More on the subject of the void and emptiness, I re-read Bernadette Roberts’ impressive book What is Self? over Christmas and there was one paragraph that struck me as deep wisdom, being as it is so simple.

Instead of going down into their own emptiness, people try to fill it with the pleasures of this world. They run from darkness, nothing and emptiness and often become embroiled in various delusions regarding its true nature. Too few people come to the unitive state [union with the Divine] because they are outside the proper religious tradition or context for having a true understanding of their experiences. (p 62)

Roberts’ path happens to be Mystical Christianity, but the wisdom she speaks of, arising as it does from a living tradition, transcends that tradition.
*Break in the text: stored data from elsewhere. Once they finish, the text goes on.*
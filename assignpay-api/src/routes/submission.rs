/// Assignment submission endpoints
///
/// Each request builds its own [`SubmissionController`] over the shared
/// store. Notices the workflow emits are collected and returned in the
/// response body; a redirect becomes `401` with `redirect: "/auth"`.
///
/// # Endpoints
///
/// - `GET  /v1/assignment-submission` - Session gate and prefilled draft
/// - `POST /v1/assignment-submission` - Validate and record a submission

use crate::{
    app::AppState,
    error::{ApiError, ApiResult},
};
use assignpay_shared::{
    auth::{
        identity::BearerSession, middleware::AuthContext, session::GateOutcome,
        session::LOGIN_REQUIRED_MESSAGE,
    },
    models::payment::PaymentMethod,
    submission::{
        draft::ACCEPTED_EXTENSIONS,
        notify::{Notice, RecordingNavigator, RecordingNotifier, Route},
        DraftUpdate, PaymentDetails, SelectedFile, SubmissionController, SubmissionDraft,
        SubmissionError, SubmissionOutcome, SubmissionStatus,
    },
};
use axum::{extract::State, http::StatusCode, Extension, Json};
use rust_decimal::Decimal;
use serde::{Deserialize, Serialize};
use std::sync::Arc;
use uuid::Uuid;
use validator::Validate;

/// A payment method as offered on the form
#[derive(Debug, Serialize)]
pub struct PaymentMethodOption {
    pub method: PaymentMethod,
    pub label: &'static str,
}

/// Prefill response
#[derive(Debug, Serialize)]
pub struct PrefillResponse {
    /// Draft with the submitter name taken from the profile
    pub draft: SubmissionDraft,

    /// Always `idle` for a fresh draft
    pub status: SubmissionStatus,

    pub payment_methods: Vec<PaymentMethodOption>,

    /// File types the picker offers
    pub accepted_extensions: Vec<&'static str>,
}

/// Submit request
///
/// Omitted fields keep their prefilled values: `name` the profile name,
/// `payment` an empty credit card, `amount` the configured default.
#[derive(Debug, Deserialize, Validate)]
pub struct SubmitRequest {
    #[validate(length(max = 255, message = "Name must be at most 255 characters"))]
    pub name: Option<String>,

    #[serde(default)]
    #[validate(length(max = 255, message = "Title must be at most 255 characters"))]
    pub title: String,

    pub file: Option<SelectedFile>,

    pub payment: Option<PaymentDetails>,

    pub amount: Option<Decimal>,
}

impl SubmitRequest {
    fn into_updates(self) -> Vec<DraftUpdate> {
        let mut updates = Vec::with_capacity(5);
        if let Some(name) = self.name {
            updates.push(DraftUpdate::Name(name));
        }
        updates.push(DraftUpdate::Title(self.title));
        updates.push(DraftUpdate::File(self.file));
        if let Some(payment) = self.payment {
            updates.push(DraftUpdate::Payment(payment));
        }
        if let Some(amount) = self.amount {
            updates.push(DraftUpdate::Amount(amount));
        }
        updates
    }
}

/// Submit response
#[derive(Debug, Serialize)]
pub struct SubmissionResponse {
    pub status: SubmissionStatus,

    /// Status banner text, absent while idle
    #[serde(skip_serializing_if = "Option::is_none")]
    pub banner: Option<&'static str>,

    /// Notices emitted while processing, in order
    pub notices: Vec<Notice>,

    #[serde(skip_serializing_if = "Option::is_none")]
    pub redirect: Option<Route>,

    /// Whether the selected file has an accepted extension (not enforced)
    #[serde(skip_serializing_if = "Option::is_none")]
    pub file_type_accepted: Option<bool>,

    /// Fields missing or invalid in a rejected draft
    #[serde(skip_serializing_if = "Vec::is_empty")]
    pub missing_fields: Vec<&'static str>,

    #[serde(skip_serializing_if = "Option::is_none")]
    pub assignment_id: Option<Uuid>,

    #[serde(skip_serializing_if = "Option::is_none")]
    pub payment_id: Option<Uuid>,

    #[serde(skip_serializing_if = "Option::is_none")]
    pub transaction_id: Option<String>,

    #[serde(skip_serializing_if = "Option::is_none")]
    pub amount: Option<Decimal>,
}

struct Collaborators {
    notifier: Arc<RecordingNotifier>,
    navigator: Arc<RecordingNavigator>,
}

fn controller_for(state: &AppState, auth: &AuthContext) -> (SubmissionController, Collaborators) {
    let collaborators = Collaborators {
        notifier: Arc::new(RecordingNotifier::default()),
        navigator: Arc::new(RecordingNavigator::default()),
    };

    let controller = SubmissionController::new(
        state.submissions.clone(),
        Arc::new(BearerSession::new(state.identity.clone(), auth.token.clone())),
        collaborators.notifier.clone(),
        collaborators.navigator.clone(),
    )
    .with_policy(state.config.submission.partial_failure_policy)
    .with_amount(state.config.submission.default_amount);

    (controller, collaborators)
}

/// Session gate for the submission page
///
/// # Endpoint
///
/// ```text
/// GET /v1/assignment-submission
/// Authorization: Bearer <access token>
/// ```
///
/// # Errors
///
/// - `401 Unauthorized`: No session (body carries `redirect: "/auth"`)
pub async fn prefill(
    State(state): State<AppState>,
    Extension(auth): Extension<AuthContext>,
) -> ApiResult<Json<PrefillResponse>> {
    let (mut controller, _collaborators) = controller_for(&state, &auth);

    match controller.activate().await {
        GateOutcome::Ready(_) => Ok(Json(PrefillResponse {
            draft: controller.draft().clone(),
            status: controller.status(),
            payment_methods: PaymentMethod::ALL
                .into_iter()
                .map(|method| PaymentMethodOption {
                    method,
                    label: method.label(),
                })
                .collect(),
            accepted_extensions: ACCEPTED_EXTENSIONS.to_vec(),
        })),
        GateOutcome::Redirected(_) => {
            Err(ApiError::Unauthorized(LOGIN_REQUIRED_MESSAGE.to_string()))
        }
    }
}

/// Validate and record a submission
///
/// # Endpoint
///
/// ```text
/// POST /v1/assignment-submission
/// Authorization: Bearer <access token>
/// Content-Type: application/json
///
/// {
///   "title": "Essay 1",
///   "file": { "name": "essay.pdf", "size": 48213 },
///   "payment": { "method": "credit_card", "card_number": "4242...", "expiry": "12/30", "cvc": "123" },
///   "amount": "20"
/// }
/// ```
///
/// # Responses
///
/// - `201 Created`: both records written; body has the IDs and transaction reference
/// - `401 Unauthorized`: session gone; body has `redirect: "/auth"`
/// - `409 Conflict`: another submission from this user is in flight
/// - `422 Unprocessable Entity`: draft rejected (including an amount that is not
///   positive, finer than a cent or too large); body lists `missing_fields`
/// - `500 Internal Server Error`: an insert failed
pub async fn submit(
    State(state): State<AppState>,
    Extension(auth): Extension<AuthContext>,
    Json(req): Json<SubmitRequest>,
) -> ApiResult<(StatusCode, Json<SubmissionResponse>)> {
    req.validate()?;

    let (mut controller, collaborators) = controller_for(&state, &auth);
    controller.update(DraftUpdate::Name(auth.session.display_name().to_string()));
    for update in req.into_updates() {
        controller.update(update);
    }

    let outcome = controller.submit().await;

    let mut response = SubmissionResponse {
        status: controller.status(),
        banner: controller.status().banner(),
        notices: collaborators.notifier.notices(),
        redirect: collaborators.navigator.last(),
        file_type_accepted: controller
            .draft()
            .file
            .as_ref()
            .map(SelectedFile::has_accepted_extension),
        missing_fields: Vec::new(),
        assignment_id: None,
        payment_id: None,
        transaction_id: None,
        amount: None,
    };

    let status = match outcome {
        SubmissionOutcome::Submitted {
            assignment,
            payment,
        } => {
            response.assignment_id = Some(assignment.id);
            response.payment_id = Some(payment.id);
            response.transaction_id = Some(payment.transaction_id);
            response.amount = Some(payment.amount);
            StatusCode::CREATED
        }
        SubmissionOutcome::Rejected(failure) => {
            response.missing_fields = failure.missing;
            StatusCode::UNPROCESSABLE_ENTITY
        }
        SubmissionOutcome::Redirected(_) => StatusCode::UNAUTHORIZED,
        SubmissionOutcome::Failed(SubmissionError::AssignmentWrite(_)) => {
            StatusCode::INTERNAL_SERVER_ERROR
        }
        SubmissionOutcome::Failed(SubmissionError::PaymentWrite { assignment_id, .. }) => {
            response.assignment_id = Some(assignment_id);
            StatusCode::INTERNAL_SERVER_ERROR
        }
    };

    Ok((status, Json(response)))
}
And raises questions within that traditional as well: I’m particularly taken by Roberts’ revisioning of the metaphorical (archetypal) meaning of the crucifixion, as, rather than a transformation into the unitive state (or a shedding of the ego, as some commentators have it), a transformation out of such a state, to one of a wholly higher order – one in which all experience of Self (which in the unitive state she understands as an experience of oneness with the Divine) drops away, leaving a void at the centre of the Self, that void being the Divine.

And as she says later:

Psychological and spiritual freedom is the ability to live with not-knowing. (p 101)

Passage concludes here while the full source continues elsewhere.